● WHAT IS REQUIRED:
Exactly as written, repeat all of the records below.

Stored entries:
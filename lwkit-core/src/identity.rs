//! Identity types for remote entities
//!
//! The bookmark service hands out integer identifiers. Each entity kind gets
//! its own newtype so a tag id can never be passed where a collection id is
//! expected.

use serde::{Deserialize, Serialize};
use std::fmt;
use std::str::FromStr;

macro_rules! define_id {
    ($(#[$meta:meta])* $name:ident) => {
        $(#[$meta])*
        #[derive(Debug, Clone, Copy, PartialEq, Eq, PartialOrd, Ord, Hash, Serialize, Deserialize)]
        #[serde(transparent)]
        pub struct $name(pub i64);

        impl $name {
            /// Wrap a raw identifier.
            pub const fn new(raw: i64) -> Self {
                Self(raw)
            }

            /// Get the raw identifier.
            pub const fn get(self) -> i64 {
                self.0
            }
        }

        impl From<i64> for $name {
            fn from(raw: i64) -> Self {
                Self(raw)
            }
        }

        impl fmt::Display for $name {
            fn fmt(&self, f: &mut fmt::Formatter<'_>) -> fmt::Result {
                write!(f, "{}", self.0)
            }
        }

        impl FromStr for $name {
            type Err = std::num::ParseIntError;

            fn from_str(s: &str) -> Result<Self, Self::Err> {
                s.trim().parse::<i64>().map(Self)
            }
        }
    };
}

define_id!(
    /// Identifier of a saved link.
    LinkId
);
define_id!(
    /// Identifier of a collection.
    CollectionId
);
define_id!(
    /// Identifier of a tag.
    TagId
);
define_id!(
    /// Identifier of the user owning a collection.
    OwnerId
);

● REPLY TO THE TASK:
filename lwkit-core/src/identity.rs
//! Identity types for remote entities
//!
//! The bookmark service hands out integer identifiers. Each entity kind gets
//! its own newtype so a tag id can never be passed where a collection id is
//! expected.

use serde::{Deserialize, Serialize};
use std::fmt;
use std::str::FromStr;

macro_rules! define_id {
    ($(#[$meta:meta])* $name:ident) => {
        $(#[$meta])*
        #[derive(Debug, Clone, Copy, PartialEq, Eq, PartialOrd, Ord, Hash, Serialize, Deserialize)]
        #[serde(transparent)]
        pub struct $name(pub i64);

        impl $name {
            /// Wrap a raw identifier.
            pub const fn new(raw: i64) -> Self {
                Self(raw)
            }

            /// Get the raw identifier.
            pub const fn get(self) -> i64 {
                self.0
            }
        }

        impl From<i64> for $name {
            fn from(raw: i64) -> Self {
                Self(raw)
            }
        }

        impl fmt::Display for $name {
            fn fmt(&self, f: &mut fmt::Formatter<'_>) -> fmt::Result {
                write!(f, "{}", self.0)
            }
        }

        impl FromStr for $name {
            type Err = std::num::ParseIntError;

            fn from_str(s: &str) -> Result<Self, Self::Err> {
                s.trim().parse::<i64>().map(Self)
            }
        }
    };
}

define_id!(
    /// Identifier of a saved link.
    LinkId
);
define_id!(
    /// Identifier of a collection.
    CollectionId
);
define_id!(
    /// Identifier of a tag.
    TagId
);
define_id!(
    /// Identifier of the user owning a collection.
    OwnerId
);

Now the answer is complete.